The policies and procedures in F & I departments of motor vehicle
dealerships of all sizes are under attack and dealers are urgently
seeking compliance solutions. Part of the urgency is naturally created
by the great deal of media attention surrounding the California Dealership
that paid $2.6 million in penalties and restitution to settle a civil
fraud lawsuit and whose F & I policies led to employees receiving
prison sentences for defrauding their customers.
Recent headlines in national and local newspapers and magazines confirm
that dealerships across the United States are facing similar claims.
In addition to class action lawsuits being filed by plaintiffs’ attorneys,
federal and state regulators have filed lawsuits against motor vehicle
dealerships and lenders focusing on loan rates and practices related
to the sale of services and products such as service contracts, credit
insurance, GAP products and window etch theft deterrent products. Numerous
lawsuits have been filed asserting that motor vehicle dealerships are
increasing interest rates without making the proper disclosures to customers
and are “packing payments” or extra costs onto monthly payments without
the customer’s knowledge. During the past couple of months, a class action
was certified against a dealership for including pre-printed charges
on the Retail Purchase Agreement, a subprime lender agreed to pay $215
million for deceptive practices related to credit insurance product sales,
and another dealership paid $125,000 for packing the cost of service
coupon booklets into the transaction.

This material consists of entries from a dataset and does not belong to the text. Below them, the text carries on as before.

//! Session counters and the current game phase.
//!
//! [`SessionState`] holds the kill counter, player health and phase selector.
//! Systems read and write it through `Res`/`ResMut`, so the timing of every
//! read and write is fixed by the schedule.

use bevy_ecs::prelude::Resource;
use std::fmt;

/// Player health restored when a new phase starts.
pub const STARTING_PLAYER_HEALTH: i32 = 10;

/// Fixed game segments. Every phase after [`GamePhase::Tutorial`] is a room or
/// boss encounter, visited in declaration order.
#[derive(Debug, Clone, Copy, PartialEq, Eq, Hash, Default)]
pub enum GamePhase {
    #[default]
    Tutorial,
    Entrance,
    KimSuHwan,
    Hall,
    Nicols1,
    Nicols2,
    Nicols3,
    Maria,
    Virtus,
    Bambino,
    Dasol,
    Sophiebara,
    Michael,
    LastBoss,
}

impl GamePhase {
    pub const ALL: [GamePhase; 14] = [
        GamePhase::Tutorial,
        GamePhase::Entrance,
        GamePhase::KimSuHwan,
        GamePhase::Hall,
        GamePhase::Nicols1,
        GamePhase::Nicols2,
        GamePhase::Nicols3,
        GamePhase::Maria,
        GamePhase::Virtus,
        GamePhase::Bambino,
        GamePhase::Dasol,
        GamePhase::Sophiebara,
        GamePhase::Michael,
        GamePhase::LastBoss,
    ];

    /// Phase that follows this one, or `None` after the last boss.
    pub fn next(self) -> Option<GamePhase> {
        let index = Self::ALL.iter().position(|p| *p == self)?;
        Self::ALL.get(index + 1).copied()
    }
}

impl fmt::Display for GamePhase {
    fn fmt(&self, f: &mut fmt::Formatter<'_>) -> fmt::Result {
        fmt::Debug::fmt(self, f)
    }
}

/// Per-session counters shared by the combat and phase logic.
#[derive(Resource, Debug, Clone, PartialEq, Eq)]
pub struct SessionState {
    /// Monsters killed by parries since the phase started.
    pub kill_count: u32,
    pub player_health: i32,
    pub current_phase: GamePhase,
}

impl Default for SessionState {
    fn default() -> Self {
        Self::new()
    }
}

impl SessionState {
    pub fn new() -> Self {
        Self {
            kill_count: 0,
            player_health: STARTING_PLAYER_HEALTH,
            current_phase: GamePhase::Tutorial,
        }
    }

    /// Reset counters and move to `phase`. Returns the phase that was left.
    pub fn reset_for_phase(&mut self, phase: GamePhase) -> GamePhase {
        let previous = self.current_phase;
        self.kill_count = 0;
        self.player_health = STARTING_PLAYER_HEALTH;
        self.current_phase = phase;
        previous
    }

    pub fn record_kill(&mut self) {
        self.kill_count += 1;
    }
}
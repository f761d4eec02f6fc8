//! Phase portal.
//!
//! The portal is inert until [`InputAction::ArmPortal`] arms it. While armed,
//! [`portal_trigger_system`] tests it against each player's collision
//! rectangle. On overlap the session is reset for the portal's target phase,
//! the player is moved back to the play area centre and a
//! [`PhaseChangedEvent`] is triggered.

use bevy_ecs::prelude::*;
use log::{debug, info};

use crate::components::boxcollider::BoxCollider;
use crate::components::mapposition::MapPosition;
use crate::components::player::Player;
use crate::components::portal::{PORTAL_RECT, Portal};
use crate::events::input::{InputAction, InputEvent};
use crate::events::phase::PhaseChangedEvent;
use crate::resources::screensize::ScreenSize;
use crate::resources::session::SessionState;

pub const PORTAL_TEXTURE_KEY: &str = "portal";

pub fn portal_bundle(portal: Portal) -> (Portal, MapPosition, BoxCollider) {
    let (x, y, w, h) = PORTAL_RECT;
    (portal, MapPosition::new(x, y), BoxCollider::new(w, h))
}

pub fn portal_arm_observer(trigger: On<InputEvent>, mut portals: Query<&mut Portal>) {
    let event = trigger.event();
    if event.action != InputAction::ArmPortal || !event.pressed {
        return;
    }
    for mut portal in portals.iter_mut() {
        if !portal.armed {
            portal.arm();
            info!("Portal to {} armed", portal.target_phase);
        }
    }
}

pub fn portal_trigger_system(
    mut commands: Commands,
    portals: Query<(&Portal, &MapPosition, &BoxCollider), Without<Player>>,
    mut players: Query<(&mut Player, &mut MapPosition, &BoxCollider), Without<Portal>>,
    mut session: ResMut<SessionState>,
    screen: Res<ScreenSize>,
) {
    for (portal, portal_pos, portal_collider) in portals.iter() {
        if !portal.armed {
            continue;
        }
        for (mut player, mut player_pos, player_collider) in players.iter_mut() {
            if !player_collider.overlaps(player_pos.pos, portal_collider, portal_pos.pos) {
                continue;
            }
            let from = session.reset_for_phase(portal.target_phase);
            let (x, y) = screen.center();
            player.reset_position(&mut player_pos, x, y);
            debug!("Player teleported to ({}, {})", x, y);
            info!(
                "Entered portal: {} -> {} (kills and health reset)",
                from, portal.target_phase
            );
            commands.trigger(PhaseChangedEvent {
                from,
                to: portal.target_phase,
            });
            // the observer disarms the portal; one transition per tick
            return;
        }
    }
}
//! Per-kind monster movement.
//!
//! - Moving monsters walk straight at the nearest player.
//! - Ranged monsters back off inside [`RANGED_PREFERRED_DISTANCE`] and close
//!   in beyond it.
//! - Charging monsters rest for [`CHARGE_REST`] seconds, then dash toward the
//!   player for [`CHARGE_DASH`] seconds.
//!
//! Every monster is clamped to the play area after moving.

use bevy_ecs::prelude::*;
use raylib::prelude::Vector2;

use crate::components::mapposition::MapPosition;
use crate::components::monster::{Monster, MonsterKind};
use crate::components::player::{Player, clamp_to_screen};
use crate::components::sprite::Sprite;
use crate::resources::screensize::ScreenSize;
use crate::resources::worldtime::WorldTime;

pub const RANGED_PREFERRED_DISTANCE: f32 = 350.0;
/// Slack around the preferred distance where a ranged monster holds still.
pub const RANGED_DEADZONE: f32 = 25.0;
pub const CHARGE_REST: f32 = 1.5;
pub const CHARGE_DASH: f32 = 0.35;

/// Unit vector from `from` to `to`, or zero when they coincide.
fn direction(from: Vector2, to: Vector2) -> (Vector2, f32) {
    let dx = to.x - from.x;
    let dy = to.y - from.y;
    let len = (dx * dx + dy * dy).sqrt();
    if len <= f32::EPSILON {
        return (Vector2::new(0.0, 0.0), 0.0);
    }
    (Vector2::new(dx / len, dy / len), len)
}

/// Displacement of one monster for this tick, given the player position.
pub fn monster_step(monster: &mut Monster, position: Vector2, target: Vector2, dt: f32) -> Vector2 {
    let (dir, distance) = direction(position, target);
    let speed = monster.kind.speed() * dt;
    match monster.kind {
        MonsterKind::Moving => Vector2::new(dir.x * speed.min(distance), dir.y * speed.min(distance)),
        MonsterKind::Ranged => {
            if distance < RANGED_PREFERRED_DISTANCE - RANGED_DEADZONE {
                Vector2::new(-dir.x * speed, -dir.y * speed)
            } else if distance > RANGED_PREFERRED_DISTANCE + RANGED_DEADZONE {
                Vector2::new(dir.x * speed, dir.y * speed)
            } else {
                Vector2::new(0.0, 0.0)
            }
        }
        MonsterKind::Charging => {
            monster.behavior_timer += dt;
            if monster.behavior_timer < CHARGE_REST {
                return Vector2::new(0.0, 0.0);
            }
            if monster.behavior_timer >= CHARGE_REST + CHARGE_DASH {
                monster.behavior_timer = 0.0;
            }
            Vector2::new(dir.x * speed.min(distance), dir.y * speed.min(distance))
        }
    }
}

pub fn monster_behavior(
    mut monsters: Query<(&mut Monster, &mut MapPosition, &Sprite), Without<Player>>,
    players: Query<&MapPosition, With<Player>>,
    time: Res<WorldTime>,
    screen: Res<ScreenSize>,
) {
    let dt = time.delta;
    for (mut monster, mut position, sprite) in monsters.iter_mut() {
        let target = players
            .iter()
            .min_by(|a, b| {
                position
                    .distance_to(a)
                    .total_cmp(&position.distance_to(b))
            })
            .map(|p| p.pos);
        let Some(target) = target else {
            continue;
        };
        let step = monster_step(&mut monster, position.pos, target, dt);
        position.pos.x += step.x;
        position.pos.y += step.y;
        clamp_to_screen(&mut position, sprite.width, sprite.height, &screen);
    }
}
//! Parrybound main entry point.
//!
//! A small 2D action game written in Rust using:
//! - **raylib** for windowing, graphics and input
//! - **bevy_ecs** for the entity-component-system architecture
//!
//! # Main Loop
//!
//! 1. Parse the CLI, load `config.ini`, open the window
//! 2. Insert resources, register observers and the state hook systems
//! 3. Enter Setup (load assets, spawn player and portal), then Playing
//! 4. Each frame: advance time, update the player and monsters, spawn,
//!    check the portal, poll input (parry and portal events fire here),
//!    render
//! 5. On window close, enter Quitting and exit
//!
//! # Running
//!
//! ```sh
//! cargo run --release -- --config ./config.ini --seed 42
//! ```

// Do not create console on Windows
#![cfg_attr(target_os = "windows", windows_subsystem = "windows")]

mod components;
mod events;
mod game;
mod resources;
mod systems;

use crate::events::gamestate::{GameStateChangedEvent, observe_gamestate_change_event};
use crate::events::monster::monster_killed_observer;
use crate::events::phase::phase_changed_observer;
use crate::events::switchdebug::switch_debug_observer;
use crate::resources::animationstore::AnimationStore;
use crate::resources::debugmode::DebugMode;
use crate::resources::gameconfig::GameConfig;
use crate::resources::gamestate::{GameState, GameStates, NextGameState};
use crate::resources::input::InputState;
use crate::resources::screensize::ScreenSize;
use crate::resources::session::SessionState;
use crate::resources::spawner::MonsterSpawner;
use crate::resources::systemsstore::SystemsStore;
use crate::resources::texturestore::TextureStore;
use crate::resources::worldtime::WorldTime;
use crate::systems::gamestate::{check_pending_state, state_is_playing};
use crate::systems::input::update_input_state;
use crate::systems::monster::monster_behavior;
use crate::systems::parry::parry_observer;
use crate::systems::player::player_update;
use crate::systems::portal::{portal_arm_observer, portal_trigger_system};
use crate::systems::render::render_system;
use crate::systems::spawn::monster_spawn_system;
use crate::systems::time::update_world_time;
use bevy_ecs::observer::Observer;
use bevy_ecs::prelude::*;
use clap::Parser;
use log::{error, info, warn};
use std::path::PathBuf;

/// Parrybound: parry your way through the phases.
#[derive(Parser)]
#[command(version, about)]
struct Cli {
    /// Configuration file to read (default: ./config.ini).
    #[arg(long, value_name = "PATH")]
    config: Option<PathBuf>,

    /// Asset directory; overrides `[assets] dir` from the config file.
    #[arg(long, value_name = "DIR")]
    assets: Option<PathBuf>,

    /// Start with the debug overlay enabled.
    #[arg(long)]
    debug: bool,

    /// Seed for monster placement.
    #[arg(long, value_name = "N")]
    seed: Option<u64>,
}

fn main() {
    env_logger::Builder::from_env(env_logger::Env::default().default_filter_or("info")).init();

    let cli = Cli::parse();

    // --------------- Configuration ---------------
    let mut config = match cli.config {
        Some(path) => GameConfig::with_path(path),
        None => GameConfig::new(),
    };
    if let Err(e) = config.load_from_file() {
        warn!("{} ({}), using defaults", e, config.config_path.display());
    }
    if let Some(dir) = cli.assets {
        config.asset_dir = dir;
    }

    // --------------- Raylib window ---------------
    let (window_width, window_height) = config.window_size();
    let (mut rl, thread) = raylib::init()
        .size(window_width as i32, window_height as i32)
        .title("Parrybound")
        .build();
    rl.set_target_fps(config.target_fps);
    // Disable ESC to exit
    rl.set_exit_key(None);

    // --------------- ECS world + resources ---------------
    let mut world = World::new();
    world.insert_resource(WorldTime::default().with_time_scale(1.0));
    world.insert_resource(ScreenSize {
        w: window_width as i32,
        h: window_height as i32,
    });
    let rng = match cli.seed {
        Some(seed) => {
            info!("Monster placement seed: {}", seed);
            fastrand::Rng::with_seed(seed)
        }
        None => fastrand::Rng::new(),
    };
    world.insert_resource(MonsterSpawner::from_config(&config, rng));
    world.insert_resource(config);
    world.insert_resource(InputState::default());
    world.insert_resource(SessionState::new());
    world.insert_resource(AnimationStore::new());
    world.insert_resource(TextureStore::new());
    world.insert_resource(GameState::new());
    world.insert_resource(NextGameState::new());
    if cli.debug {
        world.insert_resource(DebugMode {});
    }

    world.insert_non_send_resource(rl);
    world.insert_non_send_resource(thread);
    world.spawn(Observer::new(observe_gamestate_change_event));

    // Game state systems store
    let mut systems_store = SystemsStore::new();
    let setup_system_id = world.register_system(game::setup);
    systems_store.insert("setup", setup_system_id);
    let enter_play_system_id = world.register_system(game::enter_play);
    systems_store.insert("enter_play", enter_play_system_id);
    let quit_game_system_id = world.register_system(game::quit_game);
    systems_store.insert("quit_game", quit_game_system_id);
    world.insert_resource(systems_store);

    world.spawn(Observer::new(switch_debug_observer));
    world.spawn(Observer::new(parry_observer));
    world.spawn(Observer::new(portal_arm_observer));
    world.spawn(Observer::new(phase_changed_observer));
    world.spawn(Observer::new(monster_killed_observer));
    // Ensure the observers are registered before we run any systems that may trigger events.
    world.flush();

    // Set next GameState to Setup
    world.resource_mut::<NextGameState>().set(GameStates::Setup);
    world.trigger(GameStateChangedEvent {}); // Call immediately to enter Setup state
    world.flush();

    let mut update = Schedule::default();
    update.add_systems(check_pending_state);
    update.add_systems(
        (
            player_update,
            monster_behavior,
            monster_spawn_system,
            portal_trigger_system,
            update_input_state,
            render_system,
        )
            .chain()
            .run_if(state_is_playing)
            .after(check_pending_state),
    );

    if let Err(e) = update.initialize(&mut world) {
        error!("Failed to initialize schedule: {}", e);
        std::process::exit(1);
    }

    // --------------- Main loop ---------------
    while !world
        .non_send_resource::<raylib::RaylibHandle>()
        .window_should_close()
        && world.resource::<GameState>().get() != GameStates::Quitting
    {
        let dt = world
            .non_send_resource::<raylib::RaylibHandle>()
            .get_frame_time();
        update_world_time(&mut world, dt);

        update.run(&mut world);

        world.clear_trackers();
    }

    if world.resource::<GameState>().get() != GameStates::Quitting {
        world.resource_mut::<NextGameState>().set(GameStates::Quitting);
        world.trigger(GameStateChangedEvent {});
        world.flush();
    }
    info!("Bye!");
}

At the same time, the FTC issued
a consumer alert warning consumers about deceptive F & I practices
and the Office of the Comptroller of Currency adopted a new regulation
requiring national banks to make certain disclosures to consumers before
they purchase debt cancellation or debt suspension contracts in connection
with a credit transaction.
As subprimes lending practices, and corporate scandals in general, have
raised ethics questions for companies across the United States, motor
vehicle dealerships have begun looking for ways to guard against payment
packing and other F & I related claims. Concerned about their image
and civil fraud and discrimination lawsuits, all six of the largest publicly
held Dealership Groups are introducing tighter pre-employment screening,
ethics training and internal audits of their Dealerships. Other popular
F & I trends within the motor vehicle industry include menu selling,
videotaping F & I closings, utilizing video presentations of F & I
products and installing starter interrupt devices. Unfortunately, if
not handled appropriately, these solutions can create as many problems
as they are intended to resolve. For example, using menu selling and
video presentations will not cure paperwork problems and may give rise
to new problems if the verbal presentation of the products is inconsistent.

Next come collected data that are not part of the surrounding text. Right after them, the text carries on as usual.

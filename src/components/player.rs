//! Player character components.
//!
//! [`Player`] owns the movement and parry state of the controlled character.
//! The per-tick logic lives in [`crate::systems::player`] and
//! [`crate::systems::parry`]; the helpers here are pure so they can be
//! exercised without a world.

use bevy_ecs::prelude::Component;
use raylib::prelude::Vector2;

use crate::components::boxcollider::BoxCollider;
use crate::components::mapposition::MapPosition;
use crate::resources::gameconfig::GameConfig;
use crate::resources::input::InputState;
use crate::resources::screensize::ScreenSize;

/// Drawn size of the player in pixels.
pub const PLAYER_SIZE: f32 = 150.0;
/// Fraction of the sprite width covered by the collision rectangle.
pub const COLLISION_WIDTH_FACTOR: f32 = 0.5;
/// Fraction of the sprite height covered by the collision rectangle.
pub const COLLISION_HEIGHT_FACTOR: f32 = 0.6;

/// Behavioural state; selects the animation track.
#[derive(Debug, Clone, Copy, PartialEq, Eq, Hash, Default)]
pub enum PlayerState {
    #[default]
    Idle,
    Move,
    Parry,
    Damage,
    Death,
}

impl PlayerState {
    pub const ALL: [PlayerState; 5] = [
        PlayerState::Idle,
        PlayerState::Move,
        PlayerState::Parry,
        PlayerState::Damage,
        PlayerState::Death,
    ];

    /// Key of the track in the [`AnimationStore`](crate::resources::animationstore::AnimationStore).
    pub fn animation_key(self) -> &'static str {
        match self {
            PlayerState::Idle => "player_idle",
            PlayerState::Move => "player_move",
            PlayerState::Parry => "player_parry",
            PlayerState::Damage => "player_damage",
            PlayerState::Death => "player_death",
        }
    }

    /// File name prefix of the frames on disk.
    pub fn asset_name(self) -> &'static str {
        match self {
            PlayerState::Idle => "Idle",
            PlayerState::Move => "Move",
            PlayerState::Parry => "Parry",
            PlayerState::Damage => "Damage",
            PlayerState::Death => "Death",
        }
    }

    pub fn frame_count(self) -> usize {
        match self {
            PlayerState::Idle => 8,
            PlayerState::Move => 5,
            PlayerState::Parry => 6,
            PlayerState::Damage => 8,
            PlayerState::Death => 6,
        }
    }
}

/// Facing direction; the parry lunge goes this way.
#[derive(Debug, Clone, Copy, PartialEq, Eq, Hash, Default)]
pub enum Facing {
    #[default]
    Up,
    Right,
    Down,
    Left,
}

impl Facing {
    /// Unit vector in screen coordinates (y grows downward).
    pub fn unit(self) -> Vector2 {
        match self {
            Facing::Up => Vector2::new(0.0, -1.0),
            Facing::Right => Vector2::new(1.0, 0.0),
            Facing::Down => Vector2::new(0.0, 1.0),
            Facing::Left => Vector2::new(-1.0, 0.0),
        }
    }
}

/// Parry flag and its countdown.
///
/// A single timer covers both the active window and the re-parry lockout:
/// the flag stays set for the whole `cooldown + duration`.
#[derive(Debug, Clone, Copy, PartialEq)]
pub struct ParryState {
    pub is_parrying: bool,
    pub cooldown: f32,
    pub duration: f32,
    /// Remaining seconds; a new parry is accepted once this is `<= 0`.
    pub timer: f32,
}

impl ParryState {
    pub fn new(cooldown: f32, duration: f32) -> Self {
        Self {
            is_parrying: false,
            cooldown,
            duration,
            timer: 0.0,
        }
    }

    pub fn ready(&self) -> bool {
        self.timer <= 0.0
    }

    pub fn start(&mut self) {
        self.is_parrying = true;
        self.timer = self.cooldown + self.duration;
    }

    pub fn tick(&mut self, dt: f32) {
        if self.timer > 0.0 {
            self.timer -= dt;
        }
        if self.timer <= 0.0 {
            self.is_parrying = false;
        }
    }
}

/// Movement and combat constants of a player.
#[derive(Debug, Clone, Copy, PartialEq)]
pub struct PlayerTuning {
    pub acceleration: f32,
    pub deceleration: f32,
    pub max_speed: f32,
    pub parry_range: f32,
    pub parry_lunge: f32,
    /// Kills are replaced only while the monster count is below this.
    pub replacement_cap: usize,
}

impl PlayerTuning {
    pub fn from_config(config: &GameConfig) -> Self {
        Self {
            acceleration: config.acceleration,
            deceleration: config.deceleration,
            max_speed: config.max_speed,
            parry_range: config.parry_range,
            parry_lunge: config.parry_lunge,
            replacement_cap: config.replacement_cap,
        }
    }
}

impl Default for PlayerTuning {
    fn default() -> Self {
        Self::from_config(&GameConfig::new())
    }
}

/// The controlled character.
#[derive(Component, Debug, Clone, PartialEq)]
pub struct Player {
    pub velocity: Vector2,
    pub facing: Facing,
    /// Draw the frame mirrored horizontally.
    pub flip: bool,
    pub state: PlayerState,
    pub prev_state: PlayerState,
    pub parry: ParryState,
    pub tuning: PlayerTuning,
}

impl Default for Player {
    fn default() -> Self {
        Self::from_config(&GameConfig::new())
    }
}

impl Player {
    pub fn new(tuning: PlayerTuning, parry: ParryState) -> Self {
        Self {
            velocity: Vector2::new(0.0, 0.0),
            facing: Facing::Up,
            flip: false,
            state: PlayerState::Idle,
            prev_state: PlayerState::Idle,
            parry,
            tuning,
        }
    }

    pub fn from_config(config: &GameConfig) -> Self {
        Self::new(
            PlayerTuning::from_config(config),
            ParryState::new(config.parry_cooldown, config.parry_duration),
        )
    }

    /// Accelerate along held directions and decelerate idle axes.
    ///
    /// Directions are applied left, right, up, down; the last held one sets
    /// the facing. Returns `true` if any direction is held.
    pub fn update_velocity(&mut self, input: &InputState, dt: f32) -> bool {
        let accel = self.tuning.acceleration * dt;
        let max = self.tuning.max_speed;
        let mut is_moving = false;

        if input.move_left.active {
            self.velocity.x = (self.velocity.x - accel).max(-max);
            self.facing = Facing::Left;
            self.flip = false;
            is_moving = true;
        }
        if input.move_right.active {
            self.velocity.x = (self.velocity.x + accel).min(max);
            self.facing = Facing::Right;
            self.flip = true;
            is_moving = true;
        }
        if input.move_up.active {
            self.velocity.y = (self.velocity.y - accel).max(-max);
            self.facing = Facing::Up;
            is_moving = true;
        }
        if input.move_down.active {
            self.velocity.y = (self.velocity.y + accel).min(max);
            self.facing = Facing::Down;
            is_moving = true;
        }

        let decel = self.tuning.deceleration * dt;
        if !input.move_left.active && !input.move_right.active {
            self.velocity.x = approach_zero(self.velocity.x, decel);
        }
        if !input.move_up.active && !input.move_down.active {
            self.velocity.y = approach_zero(self.velocity.y, decel);
        }

        is_moving
    }

    /// Pick the state for this tick: parry, then movement, then idle.
    ///
    /// Returns `true` on a transition.
    pub fn derive_state(&mut self, is_moving: bool) -> bool {
        self.state = if self.parry.is_parrying {
            PlayerState::Parry
        } else if is_moving {
            PlayerState::Move
        } else {
            PlayerState::Idle
        };
        if self.state != self.prev_state {
            self.prev_state = self.state;
            return true;
        }
        false
    }

    /// Collision rectangle used against the portal.
    pub fn collision_rect() -> BoxCollider {
        BoxCollider::shrunk(
            PLAYER_SIZE,
            PLAYER_SIZE,
            COLLISION_WIDTH_FACTOR,
            COLLISION_HEIGHT_FACTOR,
        )
    }

    /// Teleport to `(x, y)` and drop any residual velocity.
    pub fn reset_position(&mut self, position: &mut MapPosition, x: f32, y: f32) {
        position.pos = Vector2::new(x, y);
        self.velocity = Vector2::new(0.0, 0.0);
    }

    /// Displace `position` by the lunge distance toward the facing direction.
    /// The result is not clamped.
    pub fn lunge(&self, position: &mut MapPosition) {
        let dir = self.facing.unit();
        position.pos.x += dir.x * self.tuning.parry_lunge;
        position.pos.y += dir.y * self.tuning.parry_lunge;
    }
}

/// Keep a `width`×`height` rectangle fully inside the play area.
pub fn clamp_to_screen(position: &mut MapPosition, width: f32, height: f32, screen: &ScreenSize) {
    let max_x = screen.w as f32 - width;
    let max_y = screen.h as f32 - height;
    position.pos.x = position.pos.x.min(max_x).max(0.0);
    position.pos.y = position.pos.y.min(max_y).max(0.0);
}

fn approach_zero(value: f32, step: f32) -> f32 {
    if value > 0.0 {
        (value - step).max(0.0)
    } else if value < 0.0 {
        (value + step).min(0.0)
    } else {
        0.0
    }
}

There is at least one more factor to consider, the effect that Executive
Order 13224 and the USA Patriot Act and its emerging implementing regulations
will have on a dealership’s F & I policies, practices and overall
operations. The Executive Order prohibits U.S. citizens from entering
into “any transaction or dealing” with individuals or entities identified
either in the Executive Order, by the Department of Treasury or by the
Secretaries of State as posing a significant risk of committing or supporting
terrorist acts. All property and interests in property of the individual
or entity in the United States or in the possession or control of U.S.
persons are blocked. An alphabetical master list of Specially Designated
Nationals and Blocked Persons that is over 70 pages long is maintained
by the Office of Foreign Asset Control and is being updated regularly.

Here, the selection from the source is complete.